Philippou: Since the Olympic break, the Clark-Mitchell pairing has been an unstoppable force of nature, and it was more of the same Sunday. With the way Clark is driving so much of the Indiana offense through both her facilitating and her scoring, talk has escalated over whether she will make an all-WNBA team and whether she could earn MVP votes. Remember, voters rank five players on their ballots, so A’ja Wilson for example could still be the unanimous MVP, but Clark could wind up elsewhere in voters’ rankings. With seven games left, including four against under-.500 teams, that could be the direction things are going.

Watching the Fever over the past two weeks, it’s hard not to wonder just how far that duo can take Indiana this fall. Could they make a run for the 4- or 5-seed if the Aces and Storm continue to stumble? Even if not, no team is going to want to see Indiana and its high-powered offense in a first-round series, where all the Fever would have to do is split the first two games on the road to ensure what would undoubtedly be a raucous Game 3 atmosphere at Gainbridge Fieldhouse.

Angel Reese: Cleaning up

Philippou: Reese reflected Sunday about how she knew her motor would translate to the pro game, especially in how it manifests in rebounding the ball. That perhaps was what many pro talent evaluators underestimated before her arrival in the league. Reese knows she has strides to make in her game, as any rookie does. But her knack for the ball and competitive fire is now unquestionable with her name in the record books tied to so many rebounding achievements, regardless of experience level. And, she reiterated Sunday, it’s not just because she’s rebounding her own misses, or because she’s the tallest player on the court (she’s just 6-foot-3). And what’s promising long term for Chicago is that Reese seems poised to take that same drive and desire to win into her offseason and use it to continue to develop her game.

The fact that as a rookie she has already surpassed milestones held by the likes of legends such as Sylvia Fowles and Tina Charles is nothing short of remarkable. Next, with 24 double-doubles after Sunday, she is well within reach of breaking the single-season double-double record of 28 set by Alyssa Thomas in 2023.

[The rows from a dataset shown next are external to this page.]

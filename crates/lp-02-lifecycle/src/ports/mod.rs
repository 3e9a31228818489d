//! Ports (hexagonal boundaries)
//!
//! - `inbound`: `LifecycleApi`
//! - `outbound`: `TimeSource`

pub mod inbound;
pub mod outbound;

pub use inbound::LifecycleApi;
pub use outbound::TimeSource;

Voepel: The Sky’s Teresa Weatherspoon has played or coached with and against many of the best post players in women’s hoops history. A guard with Louisiana Tech, USA Basketball and in the WNBA, Weatherspoon also spent time coaching in the NBA. She attributes Reese’s rebounding prowess to a massive amount of want-to.

“It’s a mindset. She wants it,” Weatherspoon said. “She’s not going to allow a box-out to keep her from getting an offensive rebound. She’s very physical down there. It’s a desire. She goes hard after it. She takes it very personally. She’s very serious about her work of getting rebounds. She knows that’s the thing she brings to this team to help us be successful, and she’s mastering that role.”

Reese said, however, she doesn’t think that’s enough. She has taken the Sky’s losing streak hard and wants to do everything possible to end it.

“It can’t just be rebounding,” she said. “It has to be more.”